Pierwsze Czytanie (Mdr 9,13-18)
Czytanie z Księgi Mądrości
Któż z ludzi rozezna zamysł Boży albo któż pojmie wolę Pana? Nieśmiałe są myśli śmiertelników i przewidywania nasze zawodne, bo śmiertelne ciało przygniata duszę i ziemski przybytek obciąża lotny umysł. Mozolnie odkrywamy rzeczy tej ziemi, z trudem znajdujemy, co mamy pod ręką, a któż wyśledzi to, co jest na niebie?

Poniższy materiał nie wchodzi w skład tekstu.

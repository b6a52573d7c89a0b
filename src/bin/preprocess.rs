//! Run the transformation stage over a train/test CSV pair.
//!
//! Usage: preprocess <train.csv> <test.csv> [artifact-path]
//!
//! Fits the column preprocessor on the train table, transforms both tables,
//! writes the fitted artifact, and prints the resulting matrix shapes.

use examscore::{DataTransformation, TransformationConfig};
use std::error::Error;
use std::path::PathBuf;

fn main() -> Result<(), Box<dyn Error>> {
    let args: Vec<String> = std::env::args().collect();
    if args.len() < 3 {
        eprintln!("Usage: {} <train.csv> <test.csv> [artifact-path]", args[0]);
        std::process::exit(2);
    }

    let mut stage = DataTransformation::new();
    if let Some(artifact) = args.get(3) {
        stage = stage.with_config(TransformationConfig {
            artifact_path: PathBuf::from(artifact),
        });
    }

    println!("Loading {} and {}...", args[1], args[2]);
    let result = stage.run_from_paths(&args[1], &args[2])?;

    let (train_rows, train_cols) = result.train.dim();
    let (test_rows, test_cols) = result.test.dim();
    println!("Train matrix: {} rows x {} columns", train_rows, train_cols);
    println!("Test matrix:  {} rows x {} columns", test_rows, test_cols);
    println!(
        "Output features: {} (+1 label column)",
        result.preprocessor.n_features_out()
    );
    println!("Preprocessor saved to: {}", result.artifact_path.display());

    Ok(())
}
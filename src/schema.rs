//! Fixed column roles for the student-performance dataset.
//!
//! The dataset has 20 columns:
//! - Hours_Studied: weekly study hours
//! - Attendance: percentage of classes attended
//! - Parental_Involvement: Low / Medium / High
//! - Access_to_Resources: Low / Medium / High
//! - Extracurricular_Activities: Yes / No
//! - Sleep_Hours: average hours of sleep per night
//! - Previous_Scores: score in earlier exams
//! - Motivation_Level: Low / Medium / High
//! - Internet_Access: Yes / No
//! - Tutoring_Sessions: sessions per month
//! - Family_Income: Low / Medium / High
//! - Teacher_Quality: Low / Medium / High (has missing values)
//! - School_Type: Public / Private
//! - Peer_Influence: Positive / Neutral / Negative
//! - Physical_Activity: hours of physical activity per week
//! - Learning_Disabilities: Yes / No
//! - Parental_Education_Level: High School / College / Postgraduate (has missing values)
//! - Distance_from_Home: Near / Moderate / Far (has missing values)
//! - Gender: Male / Female
//! - Exam_Score: final exam score, the prediction target
//!
//! The column set is fixed at build time; tables with a different set are a
//! contract violation surfaced as `MissingColumn` at fit/transform time.

/// Numeric feature columns, in output order.
pub const NUMERIC_COLUMNS: [&str; 6] = [
    "Hours_Studied",
    "Attendance",
    "Sleep_Hours",
    "Previous_Scores",
    "Tutoring_Sessions",
    "Physical_Activity",
];

/// Categorical feature columns, in output order. Each column is listed once;
/// duplicate entries in caller-supplied lists collapse to their first
/// occurrence.
pub const CATEGORICAL_COLUMNS: [&str; 13] = [
    "Gender",
    "Parental_Involvement",
    "Access_to_Resources",
    "Extracurricular_Activities",
    "Motivation_Level",
    "Internet_Access",
    "Family_Income",
    "Teacher_Quality",
    "School_Type",
    "Peer_Influence",
    "Learning_Disabilities",
    "Parental_Education_Level",
    "Distance_from_Home",
];

/// The prediction target. Excluded from both feature groups and appended raw
/// as the last column of the transformed matrices.
pub const LABEL_COLUMN: &str = "Exam_Score";

/// Numeric feature columns as owned strings.
pub fn numeric_columns() -> Vec<String> {
    NUMERIC_COLUMNS.iter().map(|s| s.to_string()).collect()
}

/// Categorical feature columns as owned strings.
pub fn categorical_columns() -> Vec<String> {
    CATEGORICAL_COLUMNS.iter().map(|s| s.to_string()).collect()
}
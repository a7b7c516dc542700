//! Audio duration probing via ffprobe.

use std::path::Path;
use tracing::{error, info};

use crate::error::{Error, Result};
use crate::tool::run_tool;

/// Read the exact duration of an audio file, in seconds.
pub(crate) async fn audio_duration(audio_path: &Path) -> Result<f64> {
    let args = vec![
        "-v".to_string(),
        "error".to_string(),
        "-show_entries".to_string(),
        "format=duration".to_string(),
        "-of".to_string(),
        "default=noprint_wrappers=1:nokey=1".to_string(),
        audio_path.to_string_lossy().to_string(),
    ];

    let output = run_tool("ffprobe", &args).await.map_err(|e| {
        error!("ffprobe failed: {}", e);
        e
    })?;

    let duration = output.stdout.trim().parse::<f64>().map_err(|_| {
        error!("Could not parse ffprobe duration output: {:?}", output.stdout);
        Error::DurationParse(output.stdout.clone())
    })?;

    info!("Audio duration: {:.2} seconds", duration);
    Ok(duration)
}

#[cfg(test)]
mod tests {
    use super::*;

    #[tokio::test]
    async fn garbage_file_fails() {
        // Either ffprobe is absent, rejects the file, or emits nothing
        // parseable as a duration; a bare text file is never valid audio.
        let dir = tempfile::tempdir().unwrap();
        let fake = dir.path().join("not-audio.mp3");
        std::fs::write(&fake, b"plain text").unwrap();

        let err = audio_duration(&fake).await.unwrap_err();
        assert!(matches!(
            err,
            Error::ToolNotFound(_) | Error::ToolFailed { .. } | Error::DurationParse(_)
        ));
    }
}
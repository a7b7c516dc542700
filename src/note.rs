//! Note loading and front matter stripping.

use std::fs;
use std::path::Path;
use tracing::{error, info};

use crate::error::{Error, Result};

/// Front matter delimiter used by Obsidian and most markdown tooling.
const FRONT_MATTER_DELIMITER: &str = "---";

/// Read a markdown note, dropping a leading `---`-delimited metadata block
/// when one is present.
pub(crate) fn read_note(path: &Path) -> Result<String> {
    info!("Reading note: {}", path.display());

    if !path.exists() {
        error!("Input file not found at {}", path.display());
        return Err(Error::NoteNotFound(path.to_path_buf()));
    }

    let content = fs::read_to_string(path).map_err(|source| {
        error!("Error reading file {}: {}", path.display(), source);
        Error::NoteRead {
            path: path.to_path_buf(),
            source,
        }
    })?;

    if content.starts_with(FRONT_MATTER_DELIMITER) {
        let parts: Vec<&str> = content.splitn(3, FRONT_MATTER_DELIMITER).collect();
        if parts.len() >= 3 {
            return Ok(parts[2].trim().to_string());
        }
    }

    Ok(content.trim().to_string())
}
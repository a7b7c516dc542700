//! Error types for the pipeline.

use std::path::PathBuf;
use thiserror::Error;

pub(crate) type Result<T> = std::result::Result<T, Error>;

/// Everything that can halt a run.
#[derive(Debug, Error)]
pub(crate) enum Error {
    #[error("note file not found: {0}")]
    NoteNotFound(PathBuf),

    #[error("failed to read note {path}: {source}")]
    NoteRead {
        path: PathBuf,
        source: std::io::Error,
    },

    #[error("note content is empty")]
    EmptyNote,

    #[error("GOOGLE_API_KEY not set in environment or .env file")]
    MissingApiKey,

    #[error("background image not found: {0}")]
    BackgroundMissing(PathBuf),

    #[error("{0} not found in PATH")]
    ToolNotFound(&'static str),

    #[error("{tool} exited with {exit_code:?}\nstdout: {stdout}\nstderr: {stderr}")]
    ToolFailed {
        tool: &'static str,
        exit_code: Option<i32>,
        stdout: String,
        stderr: String,
    },

    #[error("could not parse ffprobe duration output: {0:?}")]
    DurationParse(String),

    #[error("script generation failed: response was empty or blocked (reason: {reason})")]
    GenerationBlocked { reason: String },

    #[error("generative API returned {status}: {body}")]
    UpstreamStatus { status: u16, body: String },

    #[error("speech synthesis failed: {0}")]
    Synthesis(String),

    #[error("HTTP request failed: {0}")]
    Http(#[from] reqwest::Error),

    #[error("I/O error: {0}")]
    Io(#[from] std::io::Error),
}

impl Error {
    /// Coarse category for the driver's final log line.
    pub(crate) fn category(&self) -> &'static str {
        match self {
            Error::NoteNotFound(_) | Error::BackgroundMissing(_) | Error::ToolNotFound(_) => {
                "missing input"
            }
            Error::EmptyNote | Error::MissingApiKey => "configuration",
            Error::GenerationBlocked { .. }
            | Error::UpstreamStatus { .. }
            | Error::Synthesis(_)
            | Error::Http(_) => "upstream service",
            Error::ToolFailed { .. } | Error::DurationParse(_) => "subprocess",
            Error::NoteRead { .. } | Error::Io(_) => "missing input",
        }
    }
}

Któż poznał Twój zamysł, gdybyś nie dał Mądrości, nie zesłał z wysoka Świętego Ducha swego? I tak ścieżki mieszkańców ziemi stały się proste, a ludzie poznali, co Tobie przyjemne, a wybawiła ich Mądrość.
Psalm Responsoryjny: 89
R/. Panie, Ty zawsze byłeś nam ucieczką
Obracasz w proch człowieka
i mówisz: ”Wracajcie, synowie ludzcy”.
Bo tysiąc lat w Twoich oczach †
jest jak wczorajszy dzień, który minął,
albo straż nocna.
Porywasz ich, stają się niby sen poranny,
jak trawa, która rośnie:
rankiem zielona i kwitnąca,
wieczorem więdnie i usycha.
Naucz nas liczyć dni nasze,
byśmy zdobyli mądrość serca.
Powróć, o Panie, jak długo będziesz zwlekał?
Bądź litościwy dla sług Twoich!
Nasyć nas o świcie swoją łaską,
abyśmy przez wszystkie dni nasze mogli się radować i cieszyć.

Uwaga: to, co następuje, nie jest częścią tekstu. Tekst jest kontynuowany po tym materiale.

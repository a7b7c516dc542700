//! Speech synthesis via the Google Translate TTS endpoint.

use std::path::Path;
use tokio::fs::File;
use tokio::io::AsyncWriteExt;
use tracing::{debug, error, info};

use crate::error::{Error, Result};

const DEFAULT_BASE_URL: &str = "https://translate.google.com";

/// The endpoint rejects requests longer than this many characters.
const MAX_CHUNK_CHARS: usize = 100;

const LANGUAGE: &str = "en";

pub(crate) struct Synthesizer {
    client: reqwest::Client,
    base_url: String,
}

impl Synthesizer {
    pub(crate) fn new() -> Self {
        Self::with_base_url(DEFAULT_BASE_URL)
    }

    pub(crate) fn with_base_url(base_url: impl Into<String>) -> Self {
        Self {
            client: reqwest::Client::new(),
            base_url: base_url.into(),
        }
    }

    /// Synthesize `text` as English speech at normal speed, writing MP3
    /// data to `output_path`. Longer texts are fetched in chunks and the
    /// MP3 streams appended in order.
    pub(crate) async fn synthesize(&self, text: &str, output_path: &Path) -> Result<()> {
        info!("Synthesizing audio to {}...", output_path.display());

        match self.fetch_and_write(text, output_path).await {
            Ok(()) => {
                info!("Audio synthesis complete.");
                Ok(())
            }
            Err(e) => {
                error!("Error during audio synthesis: {}", e);
                Err(e)
            }
        }
    }

    async fn fetch_and_write(&self, text: &str, output_path: &Path) -> Result<()> {
        let chunks = chunk_text(text, MAX_CHUNK_CHARS);
        if chunks.is_empty() {
            return Err(Error::Synthesis("no text to synthesize".to_string()));
        }

        let mut file = File::create(output_path).await?;
        for (i, chunk) in chunks.iter().enumerate() {
            debug!("Fetching TTS chunk {}/{}", i + 1, chunks.len());
            let audio = self.fetch_chunk(chunk).await?;
            file.write_all(&audio).await?;
        }
        file.flush().await?;
        Ok(())
    }

    async fn fetch_chunk(&self, chunk: &str) -> Result<Vec<u8>> {
        let url = format!("{}/translate_tts", self.base_url);
        let response = self
            .client
            .get(&url)
            .query(&[
                ("ie", "UTF-8"),
                ("client", "tw-ob"),
                ("tl", LANGUAGE),
                ("ttsspeed", "1"),
                ("q", chunk),
            ])
            .send()
            .await?;

        if !response.status().is_success() {
            return Err(Error::Synthesis(format!(
                "TTS endpoint returned {}",
                response.status()
            )));
        }

        Ok(response.bytes().await?.to_vec())
    }
}

/// Split text at whitespace into pieces of at most `max_chars` characters.
/// A single word longer than the limit is hard-split at character
/// boundaries so no chunk ever exceeds the request cap.
fn chunk_text(text: &str, max_chars: usize) -> Vec<String> {
    let mut chunks = Vec::new();
    let mut current = String::new();

    let words = text
        .split_whitespace()
        .flat_map(|word| hard_split(word, max_chars));
    for word in words {
        if current.is_empty() {
            current.push_str(&word);
        } else if current.chars().count() + 1 + word.chars().count() <= max_chars {
            current.push(' ');
            current.push_str(&word);
        } else {
            chunks.push(std::mem::take(&mut current));
            current.push_str(&word);
        }
    }
    if !current.is_empty() {
        chunks.push(current);
    }
    chunks
}

/// Break a single overlong word into `max_chars`-sized pieces.
fn hard_split(word: &str, max_chars: usize) -> Vec<String> {
    if word.chars().count() <= max_chars {
        return vec![word.to_string()];
    }
    word.chars()
        .collect::<Vec<char>>()
        .chunks(max_chars)
        .map(|piece| piece.iter().collect())
        .collect()
}
pub mod content;
pub mod extraction;
pub mod handlers;
pub mod notifier;
pub mod pool;
pub mod queue;
pub mod reporter;
pub mod submitter;
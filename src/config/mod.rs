use serde::Deserialize;
use std::path::PathBuf;
use std::time::Duration;

use crate::models::task::TaskKind;

#[derive(Debug, Clone, Deserialize)]
pub struct AppConfig {
    /// Bind address for the worker's /health and /metrics endpoints.
    #[serde(default = "default_bind_addr")]
    pub bind_addr: String,

    /// PostgreSQL connection string
    pub database_url: String,

    /// Redis connection string for the task queues
    pub redis_url: String,

    /// Base URL for completion notifications (e.g. an n8n webhook).
    /// Notifications are disabled when unset.
    #[serde(default)]
    pub notification_webhook_url: Option<String>,

    /// Directory screenshots are written to.
    #[serde(default = "default_screenshot_dir")]
    pub screenshot_dir: PathBuf,

    /// Public prefix used when referencing stored screenshots.
    #[serde(default = "default_screenshot_url_prefix")]
    pub screenshot_url_prefix: String,

    /// Directory relative resume references are resolved against.
    #[serde(default = "default_resume_root")]
    pub resume_root: PathBuf,

    /// DevTools websocket URL of an already running Chromium. A local
    /// browser is launched when unset.
    #[serde(default)]
    pub chromium_remote_url: Option<String>,

    /// Chromium binary to launch instead of the auto-detected one.
    #[serde(default)]
    pub chromium_executable: Option<PathBuf>,

    #[serde(default = "default_apply_concurrency")]
    pub apply_concurrency: usize,

    #[serde(default = "default_scrape_concurrency")]
    pub scrape_concurrency: usize,

    #[serde(default = "default_interview_concurrency")]
    pub interview_concurrency: usize,

    /// Deliveries allowed per task before it is failed as exhausted.
    #[serde(default = "default_max_delivery_attempts")]
    pub max_delivery_attempts: i32,

    /// Idle sleep between empty queue polls.
    #[serde(default = "default_poll_interval_ms")]
    pub poll_interval_ms: u64,

    /// Upper bound on one apply run, navigation included.
    #[serde(default = "default_task_budget_secs")]
    pub task_budget_secs: u64,

    /// Lifetime of this worker's queue lease. In-flight deliveries of a
    /// worker that misses its heartbeats this long are handed out again.
    #[serde(default = "default_lease_ttl_secs")]
    pub lease_ttl_secs: u64,

    /// OpenAI-compatible chat completions base URL for interview questions.
    /// Template questions are used when unset.
    #[serde(default)]
    pub content_api_url: Option<String>,

    #[serde(default)]
    pub content_api_key: Option<String>,

    #[serde(default = "default_content_model")]
    pub content_model: String,
}

fn default_bind_addr() -> String {
    "0.0.0.0:3001".to_string()
}

fn default_screenshot_dir() -> PathBuf {
    PathBuf::from("uploads/screenshots")
}

fn default_screenshot_url_prefix() -> String {
    "/uploads/screenshots".to_string()
}

fn default_resume_root() -> PathBuf {
    PathBuf::from(".")
}

fn default_apply_concurrency() -> usize {
    2
}

fn default_scrape_concurrency() -> usize {
    3
}

fn default_interview_concurrency() -> usize {
    5
}

fn default_max_delivery_attempts() -> i32 {
    3
}

fn default_poll_interval_ms() -> u64 {
    1000
}

fn default_task_budget_secs() -> u64 {
    90
}

fn default_lease_ttl_secs() -> u64 {
    30
}

fn default_content_model() -> String {
    "gpt-3.5-turbo".to_string()
}

impl AppConfig {
    pub fn from_env() -> Result<Self, envy::Error> {
        dotenvy::dotenv().ok();
        envy::from_env()
    }

    /// Concurrent executions allowed in the pool for `kind`.
    pub fn concurrency(&self, kind: TaskKind) -> usize {
        match kind {
            TaskKind::Apply => self.apply_concurrency,
            TaskKind::Scrape => self.scrape_concurrency,
            TaskKind::Interview => self.interview_concurrency,
        }
    }

    pub fn poll_interval(&self) -> Duration {
        Duration::from_millis(self.poll_interval_ms)
    }

    pub fn task_budget(&self) -> Duration {
        Duration::from_secs(self.task_budget_secs)
    }

    pub fn lease_ttl(&self) -> Duration {
        Duration::from_secs(self.lease_ttl_secs)
    }
}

Dobroć Pana Boga naszego niech będzie nad nami †
i wspieraj pracę rąk naszych,
dzieło rąk naszych wspieraj!
Drugie Czytanie (Flm 9b-10.12-17)
Czytanie z Listu Świętego Pawła Apostoła do Filemona
Najdroższy: Ja, stary Paweł, a teraz jeszcze więzień Chrystusa Jezusa, proszę cię za moim dzieckiem, za tym, którego zrodziłem w kajdanach, za Onezymem. Jego ci odsyłam; ty zaś jego, to jest serce moje, przyjmij do domu. Zamierzałem go trzymać przy sobie, aby zamiast ciebie oddawał mi usługi w kajdanach noszonych dla Ewangelii. Jednakże postanowiłem nie uczynić niczego bez twojej zgody, aby dobry twój czyn był nie jakby z musu, ale z dobrej woli. Może bowiem po to oddalił się od ciebie na krótki czas, abyś go odebrał na zawsze, już nie jako niewolnika, lecz więcej niż niewolnika, jako brata umiłowanego. Takim jest on zwłaszcza dla mnie, ileż bardziej dla ciebie zarówno w doczesności, jak w Panu. Jeśli więc się poczuwasz do łączności ze mną, przyjmij go jak mnie.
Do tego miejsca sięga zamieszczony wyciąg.